:: Task data ::
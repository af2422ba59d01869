use std::{io::Read, path::PathBuf, time::Duration};

use {
    anyhow::Context,
    ical::{
        IcalParser, parser::ical::component::IcalEvent, property::Property,
    },
    jiff::{
        Span, ToSpan,
        civil::{Date, DateTime},
        tz::TimeZone,
    },
};

use crate::{
    calendar::{Calendar, Event, When},
    ical::RecurrenceRule,
};

/// How long to wait on a remote calendar before giving up.
const FETCH_TIMEOUT: Duration = Duration::from_secs(30);

/// Where to read a calendar feed from.
#[derive(Clone, Debug, Eq, PartialEq)]
pub enum Source {
    /// A file on disk.
    Path(PathBuf),
    /// The standard input of this process, given as `-`.
    Stdin,
    /// An `http`, `https` or `webcal` URL.
    Url(String),
}

impl Source {
    /// Reads the raw contents of this source.
    pub fn read(&self) -> anyhow::Result<String> {
        match *self {
            Source::Path(ref path) => std::fs::read_to_string(path)
                .with_context(|| format!("failed to read {}", path.display())),
            Source::Stdin => {
                let mut data = String::new();
                std::io::stdin()
                    .read_to_string(&mut data)
                    .context("failed to read <stdin>")?;
                Ok(data)
            }
            Source::Url(ref url) => fetch(url),
        }
    }
}

impl std::str::FromStr for Source {
    type Err = anyhow::Error;

    fn from_str(s: &str) -> anyhow::Result<Source> {
        if s.is_empty() {
            anyhow::bail!("calendar source cannot be empty");
        }
        if s == "-" {
            return Ok(Source::Stdin);
        }
        let lower = s.to_ascii_lowercase();
        let is_url = ["http://", "https://", "webcal://"]
            .iter()
            .any(|scheme| lower.starts_with(scheme));
        if is_url {
            return Ok(Source::Url(s.to_string()));
        }
        Ok(Source::Path(PathBuf::from(s)))
    }
}

impl std::fmt::Display for Source {
    fn fmt(&self, f: &mut std::fmt::Formatter) -> std::fmt::Result {
        match *self {
            Source::Path(ref path) => write!(f, "{}", path.display()),
            Source::Stdin => write!(f, "<stdin>"),
            Source::Url(ref url) => write!(f, "{url}"),
        }
    }
}

/// Fetches a remote calendar. `webcal` URLs are fetched over `https`.
fn fetch(url: &str) -> anyhow::Result<String> {
    let url = match url.get(..9) {
        Some(scheme) if scheme.eq_ignore_ascii_case("webcal://") => {
            format!("https://{}", &url[9..])
        }
        _ => url.to_string(),
    };
    log::debug!("fetching calendar from {url}");
    let response = ureq::get(&url)
        .timeout(FETCH_TIMEOUT)
        .call()
        .with_context(|| format!("failed to fetch {url}"))?;
    response
        .into_string()
        .with_context(|| format!("failed to read response body from {url}"))
}

/// Reads and parses every source, in order.
///
/// `local` is the time zone used for floating datetimes and unknown time
/// zone identifiers.
pub fn load(
    sources: &[Source],
    local: &TimeZone,
) -> anyhow::Result<Vec<Calendar>> {
    let mut calendars = vec![];
    for source in sources.iter() {
        let data = source.read()?;
        let parsed = parse(&source.to_string(), &data, local)
            .with_context(|| format!("failed to parse calendar {source}"))?;
        for cal in parsed.iter() {
            log::info!(
                "loaded calendar `{}` with {} event(s) from {source}",
                cal.name(),
                cal.events().len(),
            );
        }
        calendars.extend(parsed);
    }
    Ok(calendars)
}

/// Parses iCalendar data into calendars.
///
/// A calendar without an `X-WR-CALNAME` is named after `default_name`.
/// Events that can't be used are skipped with a warning.
pub fn parse(
    default_name: &str,
    data: &str,
    local: &TimeZone,
) -> anyhow::Result<Vec<Calendar>> {
    let mut calendars = vec![];
    for result in IcalParser::new(data.as_bytes()) {
        let ical = result.context("invalid iCalendar data")?;
        let name = find(&ical.properties, "X-WR-CALNAME")
            .and_then(|p| p.value.as_deref())
            .map(unescape)
            .filter(|name| !name.is_empty())
            .unwrap_or_else(|| default_name.to_string());
        let mut events = vec![];
        for vevent in ical.events.iter() {
            match event(vevent, local) {
                Ok(event) => events.push(event),
                Err(err) => {
                    let uid = find(&vevent.properties, "UID")
                        .and_then(|p| p.value.as_deref())
                        .unwrap_or("<unknown>");
                    log::warn!(
                        "skipping event `{uid}` in calendar `{name}`: {err:#}",
                    );
                }
            }
        }
        calendars.push(Calendar::new(name, events));
    }
    anyhow::ensure!(
        !calendars.is_empty(),
        "no VCALENDAR found in iCalendar data",
    );
    Ok(calendars)
}

/// Converts a single VEVENT into an event.
fn event(vevent: &IcalEvent, local: &TimeZone) -> anyhow::Result<Event> {
    let props = &vevent.properties;
    let dtstart = find(props, "DTSTART").context("missing DTSTART")?;
    let start = when(dtstart, local).context("invalid DTSTART")?;
    let mut event = Event::new(start.clone());
    if let Some(uid) = find(props, "UID").and_then(|p| p.value.as_deref()) {
        event = event.with_uid(uid.trim());
    }
    if let Some(summary) =
        find(props, "SUMMARY").and_then(|p| p.value.as_deref())
    {
        event = event.with_summary(unescape(summary));
    }

    let end = match find(props, "DTEND") {
        None => None,
        Some(prop) => Some(when(prop, local).context("invalid DTEND")?),
    };
    let duration_value =
        find(props, "DURATION").and_then(|p| p.value.as_deref());
    let duration = match duration_value {
        None => None,
        Some(value) => Some(
            value
                .trim()
                .parse::<Span>()
                .with_context(|| format!("invalid DURATION `{value}`"))?,
        ),
    };
    match (end, duration) {
        (_, Some(duration)) => event = event.with_duration(duration),
        (Some(end), None) => {
            let end = match (&start, end) {
                (&When::Date(_), When::DateTime(zdt)) => {
                    When::Date(zdt.date())
                }
                (_, end) => end,
            };
            anyhow::ensure!(
                end.civil_in(&start) >= start.civil(),
                "event ends at {end} before it starts at {start}",
            );
            event = event.with_end(end);
        }
        // RFC 5545 says an event without an end lasts one day when it
        // starts on a date, and takes no time otherwise.
        (None, None) => {
            let duration = match start {
                When::Date(_) => 1.day(),
                When::DateTime(_) => Span::new(),
            };
            event = event.with_duration(duration);
        }
    }

    let frame_tz = event.time_zone().unwrap_or(local).clone();
    if let Some(prop) = find(props, "RRULE") {
        let value = prop.value.as_deref().unwrap_or("");
        let rule = RecurrenceRule::parse(value, start.civil(), &frame_tz)
            .with_context(|| format!("invalid RRULE `{value}`"))?;
        event = event.with_rule(rule);
    }
    for prop in props.iter().filter(|p| is_named(p, "RDATE")) {
        anyhow::ensure!(
            !has_param(prop, "VALUE", "PERIOD"),
            "RDATE periods are not supported",
        );
        for rdate in whens(prop, local).context("invalid RDATE")? {
            event = event.with_rdate(rdate.civil_in(&start));
        }
    }
    for prop in props.iter().filter(|p| is_named(p, "EXDATE")) {
        for exdate in whens(prop, local).context("invalid EXDATE")? {
            event = event.with_exdate(exdate.civil_in(&start));
        }
    }
    Ok(event)
}

/// Returns the first property with the given name.
fn find<'a>(props: &'a [Property], name: &str) -> Option<&'a Property> {
    props.iter().find(|p| is_named(p, name))
}

fn is_named(prop: &Property, name: &str) -> bool {
    prop.name.eq_ignore_ascii_case(name)
}

/// Returns the values of the named parameter, if present.
fn param<'a>(prop: &'a Property, name: &str) -> Option<&'a [String]> {
    prop.params
        .as_ref()?
        .iter()
        .find(|(n, _)| n.eq_ignore_ascii_case(name))
        .map(|(_, values)| values.as_slice())
}

fn has_param(prop: &Property, name: &str, value: &str) -> bool {
    param(prop, name)
        .is_some_and(|vs| vs.iter().any(|v| v.eq_ignore_ascii_case(value)))
}

/// Parses a `DTSTART` or `DTEND` style property.
fn when(prop: &Property, local: &TimeZone) -> anyhow::Result<When> {
    let mut whens = whens(prop, local)?;
    anyhow::ensure!(whens.len() == 1, "expected exactly one value");
    Ok(whens.remove(0))
}

/// Parses a property holding a comma separated list of dates or datetimes.
fn whens(prop: &Property, local: &TimeZone) -> anyhow::Result<Vec<When>> {
    let value = prop.value.as_deref().unwrap_or("").trim();
    anyhow::ensure!(!value.is_empty(), "value is empty");
    let is_date = has_param(prop, "VALUE", "DATE");
    let tz = match param(prop, "TZID").and_then(|vs| vs.first()) {
        None => local.clone(),
        Some(tzid) => time_zone(tzid, local),
    };
    value
        .split(',')
        .map(|v| {
            parse_when(v.trim(), is_date, &tz)
                .with_context(|| format!("invalid date or datetime `{v}`"))
        })
        .collect()
}

/// Looks up a `TZID`, falling back to `local` when it isn't known.
fn time_zone(tzid: &str, local: &TimeZone) -> TimeZone {
    let tzid = tzid.trim().trim_matches('"');
    match TimeZone::get(tzid) {
        Ok(tz) => tz,
        Err(err) => {
            log::warn!(
                "unrecognized time zone `{tzid}`, using local time zone \
                 instead: {err}",
            );
            local.clone()
        }
    }
}

/// Parses a single iCalendar date or datetime value.
///
/// Datetimes ending in `Z` are in UTC. Everything else is a civil datetime
/// in `tz`.
fn parse_when(
    value: &str,
    is_date: bool,
    tz: &TimeZone,
) -> anyhow::Result<When> {
    if is_date || value.len() == 8 {
        return Ok(When::Date(Date::strptime("%Y%m%d", value)?));
    }
    if let Some(utc) = value.strip_suffix(['Z', 'z']) {
        let dt = DateTime::strptime("%Y%m%dT%H%M%S", utc)?;
        return Ok(When::DateTime(dt.to_zoned(TimeZone::UTC)?));
    }
    let dt = DateTime::strptime("%Y%m%dT%H%M%S", value)?;
    Ok(When::DateTime(dt.to_zoned(tz.clone())?))
}

/// Undoes the escaping of iCalendar TEXT values and trims the result.
fn unescape(text: &str) -> String {
    let mut out = String::with_capacity(text.len());
    let mut chars = text.chars();
    while let Some(ch) = chars.next() {
        if ch != '\\' {
            out.push(ch);
            continue;
        }
        match chars.next() {
            Some('n') | Some('N') => out.push('\n'),
            Some(ch) => out.push(ch),
            None => out.push('\\'),
        }
    }
    out.trim().to_string()
}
:::
» **Aim of the exercise**
Counting only lines that contain "CALNAME", say how many there are in the material above, and add nothing.

» **Response to this task**
2